====== RAW DATA ======

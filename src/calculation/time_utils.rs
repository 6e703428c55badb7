//! Timestamp and calendar helpers.
//!
//! Stored timestamps are read by slicing their text rather than by parsing
//! them into an instant and converting to local time. A punch stored as
//! `2025-01-15T23:50:00.000Z` belongs to 15 January at 23:50 no matter what
//! timezone the engine runs in.

use chrono::{Datelike, NaiveDate, Weekday};

use crate::models::ClockTime;

/// Extracts the calendar date from a stored timestamp or date string.
///
/// Accepts a leading `YYYY-MM-DD` (anything after it is ignored) or a leading
/// `MM/DD/YYYY`.
///
/// # Arguments
///
/// * `raw` - The stored string
///
/// # Returns
///
/// The date, or `None` when no valid date leads the string.
///
/// # Example
///
/// ```
/// use dtr_engine::calculation::parse_calendar_date;
/// use chrono::NaiveDate;
///
/// let expected = NaiveDate::from_ymd_opt(2025, 1, 15);
/// assert_eq!(parse_calendar_date("2025-01-15T23:50:00.000Z"), expected);
/// assert_eq!(parse_calendar_date("01/15/2025"), expected);
/// assert_eq!(parse_calendar_date("yesterday"), None);
/// ```
pub fn parse_calendar_date(raw: &str) -> Option<NaiveDate> {
    let raw = raw.trim();
    if let Some(date) = raw.get(..10).and_then(parse_iso_date) {
        return Some(date);
    }
    let head = raw.split([' ', 'T']).next()?;
    let mut parts = head.split('/');
    let month: u32 = parts.next()?.parse().ok()?;
    let day: u32 = parts.next()?.parse().ok()?;
    let year_text = parts.next()?;
    if year_text.len() != 4 || parts.next().is_some() {
        return None;
    }
    NaiveDate::from_ymd_opt(year_text.parse().ok()?, month, day)
}

fn parse_iso_date(head: &str) -> Option<NaiveDate> {
    let bytes = head.as_bytes();
    let shape_ok = bytes.len() == 10
        && bytes[4] == b'-'
        && bytes[7] == b'-'
        && bytes
            .iter()
            .enumerate()
            .all(|(i, b)| i == 4 || i == 7 || b.is_ascii_digit());
    if !shape_ok {
        return None;
    }
    NaiveDate::from_ymd_opt(
        head[..4].parse().ok()?,
        head[5..7].parse().ok()?,
        head[8..10].parse().ok()?,
    )
}

/// Extracts the clock time from a stored timestamp or bare time string.
///
/// The time part is whatever follows the first `T` or space; a string with
/// neither is treated as a bare time. Seconds and zone suffixes are ignored.
///
/// # Example
///
/// ```
/// use dtr_engine::calculation::parse_clock_time;
///
/// assert_eq!(parse_clock_time("2025-01-15 07:58:12").unwrap().to_string(), "07:58");
/// assert_eq!(parse_clock_time("2025-01-15T17:05:00.000Z").unwrap().to_string(), "17:05");
/// assert_eq!(parse_clock_time("8:15").unwrap().to_string(), "08:15");
/// assert!(parse_clock_time("2025-01-15").is_none());
/// ```
pub fn parse_clock_time(raw: &str) -> Option<ClockTime> {
    let raw = raw.trim();
    let time = match raw.find(['T', ' ']) {
        Some(idx) => raw[idx + 1..].trim_start(),
        None => raw,
    };
    let time = match time.find(['+', '-', 'Z']) {
        Some(idx) => &time[..idx],
        None => time,
    };
    ClockTime::parse_hm(time)
}

/// Splits a stored timestamp into its calendar date and clock time.
pub fn parse_timestamp(raw: &str) -> Option<(NaiveDate, ClockTime)> {
    Some((parse_calendar_date(raw)?, parse_clock_time(raw)?))
}

/// Whether the date falls on a Saturday or Sunday.
pub fn is_weekend(date: NaiveDate) -> bool {
    matches!(date.weekday(), Weekday::Sat | Weekday::Sun)
}

/// Whether two dates share month and day, ignoring the year.
pub fn same_month_day(a: NaiveDate, b: NaiveDate) -> bool {
    a.month() == b.month() && a.day() == b.day()
}

/// Minutes by which `later` follows `earlier`, zero when it does not.
pub fn minutes_after(later: ClockTime, earlier: ClockTime) -> u32 {
    later.minutes().saturating_sub(earlier.minutes())
}
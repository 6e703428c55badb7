//! Punch events and employee identity.

use serde::{Deserialize, Serialize};

/// A single raw clock-in/clock-out event from the time clock.
///
/// The timestamp is kept as the stored string. Its date and time are read by
/// slicing the text so that a server timezone never shifts a punch into the
/// neighbouring day.
#[derive(Debug, Clone, PartialEq, Eq, Serialize, Deserialize)]
pub struct PunchEvent {
    /// The time-clock user id the punch was recorded under.
    pub employee_key: String,
    /// Raw timestamp, e.g. `2025-01-15 07:58:12` or `2025-01-15T07:58:12.000Z`.
    pub timestamp: String,
}

impl PunchEvent {
    /// Creates a punch event.
    pub fn new(employee_key: impl Into<String>, timestamp: impl Into<String>) -> Self {
        Self {
            employee_key: employee_key.into(),
            timestamp: timestamp.into(),
        }
    }
}

/// The identifiers an employee may be referenced by.
///
/// Upstream records reference employees by either an internal object id or
/// the time-clock user id; a record belongs to the employee when either
/// matches.
#[derive(Debug, Clone, Default, PartialEq, Eq, Hash, Serialize, Deserialize)]
pub struct EmployeeKeys {
    /// Internal employee object id.
    #[serde(default)]
    pub object_id: Option<String>,
    /// Time-clock user id.
    #[serde(default)]
    pub user_id: Option<String>,
}

impl EmployeeKeys {
    /// Creates keys from both identifiers.
    pub fn new(object_id: Option<String>, user_id: Option<String>) -> Self {
        Self { object_id, user_id }
    }

    /// Whether `key` equals either identifier, ignoring surrounding
    /// whitespace on both sides.
    pub fn is_key(&self, key: &str) -> bool {
        let key = key.trim();
        let same = |id: &Option<String>| id.as_deref().map(str::trim) == Some(key);
        !key.is_empty() && (same(&self.object_id) || same(&self.user_id))
    }

    /// A human-readable identifier for log fields and reports.
    pub fn display_key(&self) -> &str {
        self.user_id
            .as_deref()
            .or(self.object_id.as_deref())
            .unwrap_or("<unknown>")
    }
}

#[cfg(test)]
mod tests {
    use super::*;

    #[test]
    fn test_is_key_matches_either_identifier() {
        let keys = EmployeeKeys::new(Some("emp-9".to_string()), Some("42".to_string()));
        assert!(keys.is_key("emp-9"));
        assert!(keys.is_key("42"));
        assert!(keys.is_key(" 42 "));
        assert!(!keys.is_key("43"));
        assert!(!keys.is_key(""));
    }

    #[test]
    fn test_is_key_ignores_padding_on_stored_ids() {
        let keys = EmployeeKeys::new(Some("emp-9 ".to_string()), Some(" 42 ".to_string()));
        assert!(keys.is_key("42"));
        assert!(keys.is_key(" emp-9"));
        assert!(!keys.is_key("4"));
    }

    #[test]
    fn test_empty_keys_match_nothing() {
        let keys = EmployeeKeys::default();
        assert!(!keys.is_key("42"));
        assert_eq!(keys.display_key(), "<unknown>");
    }

    #[test]
    fn test_display_key_prefers_user_id() {
        let keys = EmployeeKeys::new(Some("emp-9".to_string()), Some("42".to_string()));
        assert_eq!(keys.display_key(), "42");
        let keys = EmployeeKeys::new(Some("emp-9".to_string()), None);
        assert_eq!(keys.display_key(), "emp-9");
    }
}
//! Exception rows from the approval stores: locators, leave, travel orders,
//! CDOs, fix logs and holidays.

use chrono::NaiveDate;
use serde_json::Value;
use tracing::debug;

use crate::models::{
    ApprovalStatus, ExceptionDetail, ExceptionKind, ExceptionRecord, OwnerRef, SlotValues,
};

use super::fields::{self, clock, dates, flag, text};

/// Reads one row of the given kind.
///
/// Rows that cover no readable date are rejected. A row without a reference
/// number gets one built from its kind and first date.
pub fn record_from_value(kind: ExceptionKind, value: &Value) -> Option<ExceptionRecord> {
    let record = match kind {
        ExceptionKind::OutOfOffice => out_of_office(value),
        ExceptionKind::Leave => leave(value),
        ExceptionKind::Travel => travel(value),
        ExceptionKind::CompDayOff => comp_day_off(value),
        ExceptionKind::FixLog => fix_log(value),
        ExceptionKind::Holiday => holiday(value),
    };
    if record.is_none() {
        debug!(%kind, row = %value, "dropping exception row without a readable date");
    }
    record
}

/// Reads every row of the given kind, dropping unreadable ones.
pub fn records_from_values(kind: ExceptionKind, values: &[Value]) -> Vec<ExceptionRecord> {
    values
        .iter()
        .filter_map(|value| record_from_value(kind, value))
        .collect()
}

fn status(value: &Value, names: &[&str]) -> ApprovalStatus {
    text(value, names)
        .map(|label| ApprovalStatus::from_label(&label))
        .unwrap_or(ApprovalStatus::ForApproval)
}

fn reference(value: &Value, names: &[&str], kind: ExceptionKind, dates: &[NaiveDate]) -> String {
    text(value, names).unwrap_or_else(|| match dates.first() {
        Some(first) => format!("{}-{}", kind, first),
        None => kind.to_string(),
    })
}

fn owners(value: &Value) -> Vec<OwnerRef> {
    let owner = fields::owner(value);
    if owner.object_id.is_none() && owner.user_id.is_none() {
        Vec::new()
    } else {
        vec![owner]
    }
}

fn out_of_office(value: &Value) -> Option<ExceptionRecord> {
    let dates = dates(value, &["locatordate", "LOCDATE", "locdate", "date"]);
    if dates.is_empty() {
        return None;
    }
    Some(ExceptionRecord {
        reference: reference(value, &["LOCNO", "locno"], ExceptionKind::OutOfOffice, &dates),
        owners: owners(value),
        status: status(value, &["locstatus", "LOCSTATUS", "status"]),
        detail: ExceptionDetail::OutOfOffice {
            destination: text(value, &["LOCDESTINATION", "locdestination"]),
            purpose: text(value, &["LOCPURPOSE", "locpurpose"]),
            departure: clock(
                value,
                &["loctimedeparture", "locdeparture", "LOCTIMEDEPARTURE"],
            ),
            arrival: clock(value, &["loctimearrival", "locarrival", "LOCTIMEARRIVAL"]),
        },
        dates,
    })
}

fn leave(value: &Value) -> Option<ExceptionRecord> {
    let dates = dates(
        value,
        &["LEAVEDATE", "leavedate", "leaveDate", "details", "leave_dates"],
    );
    if dates.is_empty() {
        return None;
    }
    Some(ExceptionRecord {
        reference: reference(
            value,
            &["leaveno", "LEAVENO", "LEAVEREFNO", "leaverefno"],
            ExceptionKind::Leave,
            &dates,
        ),
        owners: owners(value),
        status: status(value, &["leavestatus", "LEAVESTATUS", "status"]),
        detail: ExceptionDetail::Leave {
            leave_type: text(value, &["leave_type_name", "LeaveName", "leavetype"]),
        },
        dates,
    })
}

const TRAVEL_DATE_FIELDS: &[&str] = &[
    "travel_dates",
    "travelDates",
    "travel_dates_array",
    "travel_dates_list",
    "travel_dates_json",
    "travelDatesJson",
    "travel_dates_data",
    "travel_dates_raw",
    "traveldate",
    "TRAVELDATE",
    "travel_date",
    "date",
];

const PARTICIPANT_FIELDS: &[&str] = &[
    "employees",
    "participants",
    "employees_data",
    "participantUserIds",
];

fn travel(value: &Value) -> Option<ExceptionRecord> {
    let dates = dates(value, TRAVEL_DATE_FIELDS);
    if dates.is_empty() {
        return None;
    }

    let mut owners = owners(value);
    for name in PARTICIPANT_FIELDS {
        if let Some(field) = fields::field(value, name) {
            collect_participants(field, &mut owners);
        }
    }

    Some(ExceptionRecord {
        reference: reference(
            value,
            &[
                "travel_no",
                "travelno",
                "TRAVELNO",
                "reference_no",
                "reference",
                "TRAVELUID",
            ],
            ExceptionKind::Travel,
            &dates,
        ),
        owners,
        status: status(
            value,
            &["status", "travelstatus", "TRAVELSTATUS", "STATUS", "approval_status"],
        ),
        detail: ExceptionDetail::Travel {
            destination: text(value, &["destination", "DESTINATION", "travel_destination"]),
            purpose: text(value, &["purpose", "PURPOSE", "travel_purpose"]),
        },
        dates,
    })
}

fn collect_participants(field: &Value, out: &mut Vec<OwnerRef>) {
    match field {
        Value::Array(items) => {
            for item in items {
                collect_participants(item, out);
            }
        }
        Value::Object(_) => {
            let owner = fields::owner(field);
            if owner.object_id.is_some() || owner.user_id.is_some() {
                out.push(owner);
            }
        }
        Value::String(raw) if raw.trim_start().starts_with('[') => {
            if let Ok(parsed) = serde_json::from_str::<Value>(raw) {
                collect_participants(&parsed, out);
            }
        }
        Value::String(_) | Value::Number(_) => {
            if let Some(user_id) = fields::scalar_text(field) {
                out.push(OwnerRef {
                    object_id: None,
                    user_id: Some(user_id),
                });
            }
        }
        _ => {}
    }
}

fn comp_day_off(value: &Value) -> Option<ExceptionRecord> {
    let dates = dates(value, &["cdodate", "CDODATE", "date", "dates"]);
    if dates.is_empty() {
        return None;
    }
    Some(ExceptionRecord {
        reference: reference(
            value,
            &["cdono", "CDONO", "displayRef", "cdo_id"],
            ExceptionKind::CompDayOff,
            &dates,
        ),
        owners: owners(value),
        status: status(value, &["cdodatestatus", "cdostatus", "CDOSTATUS", "status"]),
        detail: ExceptionDetail::CompDayOff,
        dates,
    })
}

fn fix_log(value: &Value) -> Option<ExceptionRecord> {
    let dates = dates(value, &["checktimedate", "CHECKTIMEDATE", "date"]);
    if dates.is_empty() {
        return None;
    }
    let corrections = SlotValues {
        am_in: clock(value, &["am_checkin", "AM_CHECKIN"]),
        am_out: clock(value, &["am_checkout", "AM_CHECKOUT"]),
        pm_in: clock(value, &["pm_checkin", "PM_CHECKIN"]),
        pm_out: clock(value, &["pm_checkout", "PM_CHECKOUT"]),
    };
    Some(ExceptionRecord {
        reference: reference(value, &["fixid", "FIXID"], ExceptionKind::FixLog, &dates),
        owners: owners(value),
        status: status(value, &["fixstatus", "FIXSTATUS", "status"]),
        detail: ExceptionDetail::FixLog {
            corrections,
            reason: text(value, &["remarks", "reason", "REMARKS"]),
        },
        dates,
    })
}

fn holiday(value: &Value) -> Option<ExceptionRecord> {
    let dates = dates(
        value,
        &[
            "HOLIDAYDATE",
            "holidaydate",
            "holiday_date",
            "HolidayDate",
            "date",
        ],
    );
    if dates.is_empty() {
        return None;
    }
    let name = text(
        value,
        &[
            "HOLIDAYNAME",
            "holidayname",
            "holiday_name",
            "HolidayName",
            "description",
            "name",
            "HOLIDAYDESC",
            "holidaydesc",
        ],
    )
    .unwrap_or_else(|| "Holiday".to_string());

    Some(ExceptionRecord {
        reference: text(value, &["HOLIDAYID", "holidayid", "id"])
            .unwrap_or_else(|| format!("{} ({})", name, dates[0])),
        owners: Vec::new(),
        status: holiday_status(value),
        detail: ExceptionDetail::Holiday {
            name,
            recurring: flag(
                value,
                &[
                    "isrecurring",
                    "ISRECURRING",
                    "isRecurring",
                    "is_recurring",
                    "recurring",
                ],
            ),
        },
        dates,
    })
}

/// Holiday rows carry an active flag rather than an approval workflow. A row
/// without one is in force; a row whose flag is anything but active is not.
fn holiday_status(value: &Value) -> ApprovalStatus {
    let Some(field) = fields::lookup(value, &["status", "holidaystatus", "active"]) else {
        return ApprovalStatus::Approved;
    };
    let active = match field {
        Value::Bool(b) => *b,
        Value::Number(n) => n.as_i64() == Some(1),
        Value::String(s) => matches!(
            s.trim().to_ascii_lowercase().as_str(),
            "" | "1" | "true" | "active" | "approved"
        ),
        _ => false,
    };
    if active {
        ApprovalStatus::Approved
    } else {
        ApprovalStatus::Cancelled
    }
}
//! Command-line front end: reads a JSON bundle of raw upstream rows for one
//! employee, reconciles the requested range and prints the outcome as JSON.

use std::fs;
use std::path::PathBuf;

use chrono::{Local, NaiveDate};
use clap::Parser;
use thiserror::Error;
use tracing::info;

use dtr_engine::config::{ConfigLoader, EngineConfig};
use dtr_engine::error::EngineError;
use dtr_engine::ingest::RawBundle;
use dtr_engine::source::Reconciler;
use dtr_engine::telemetry::{self, TelemetryError};

#[derive(Parser, Debug)]
#[command(
    name = "dtr-reconcile",
    about = "Reconcile punches, shifts and approved exceptions into daily time record rows",
    version
)]
struct Cli {
    /// JSON bundle of raw upstream rows for one employee
    #[arg(long)]
    input: PathBuf,
    /// First date of the range (YYYY-MM-DD)
    #[arg(long, value_parser = parse_date)]
    from: NaiveDate,
    /// Last date of the range, inclusive (YYYY-MM-DD)
    #[arg(long, value_parser = parse_date)]
    to: NaiveDate,
    /// Evaluation date; only earlier dates can be marked absent (defaults to today)
    #[arg(long, value_parser = parse_date)]
    today: Option<NaiveDate>,
    /// Configuration directory holding engine.yaml and windows.yaml
    #[arg(long)]
    config: Option<PathBuf>,
    /// Log filter used when RUST_LOG is unset
    #[arg(long, default_value = "warn")]
    log_level: String,
    /// Pretty-print the JSON output
    #[arg(long)]
    pretty: bool,
}

#[derive(Debug, Error)]
enum CliError {
    #[error("failed to read '{path}': {source}")]
    Read {
        path: String,
        #[source]
        source: std::io::Error,
    },
    #[error(transparent)]
    Engine(#[from] EngineError),
    #[error(transparent)]
    Telemetry(#[from] TelemetryError),
    #[error("failed to write output: {0}")]
    Output(#[from] serde_json::Error),
}

fn main() {
    if let Err(err) = run() {
        eprintln!("dtr-reconcile: {err}");
        std::process::exit(1);
    }
}

fn run() -> Result<(), CliError> {
    let cli = Cli::parse();
    telemetry::init(&cli.log_level)?;

    let config = match &cli.config {
        Some(dir) => ConfigLoader::load(dir)?.into_config(),
        None => EngineConfig::default(),
    };

    let text = fs::read_to_string(&cli.input).map_err(|source| CliError::Read {
        path: cli.input.display().to_string(),
        source,
    })?;
    let bundle = RawBundle::from_json(&text)?;
    let source = bundle.to_source();

    let today = cli.today.unwrap_or_else(|| Local::now().date_naive());
    info!(input = %cli.input.display(), from = %cli.from, to = %cli.to, %today, "reconciling");

    let outcome = Reconciler::new(config).run(&source, &bundle.employee, cli.from, cli.to, today)?;

    let json = if cli.pretty {
        serde_json::to_string_pretty(&outcome)?
    } else {
        serde_json::to_string(&outcome)?
    };
    println!("{json}");
    Ok(())
}

fn parse_date(raw: &str) -> Result<NaiveDate, String> {
    NaiveDate::parse_from_str(raw.trim(), "%Y-%m-%d")
        .map_err(|err| format!("failed to parse '{raw}' as YYYY-MM-DD ({err})"))
}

======

EXERCISE DESCRIPTION
Only the lines from the beginning of the material to the line containing "use crate::models::ClockTime;" should be echoed, verbatim and in full.

EXERCISE ANSWER
filename src/calculation/time_utils.rs
repository 6e703428c55badb7
//! Timestamp and calendar helpers.
//!
//! Stored timestamps are read by slicing their text rather than by parsing
//! them into an instant and converting to local time. A punch stored as
//! `2025-01-15T23:50:00.000Z` belongs to 15 January at 23:50 no matter what
//! timezone the engine runs in.

use chrono::{Datelike, NaiveDate, Weekday};

use crate::models::ClockTime;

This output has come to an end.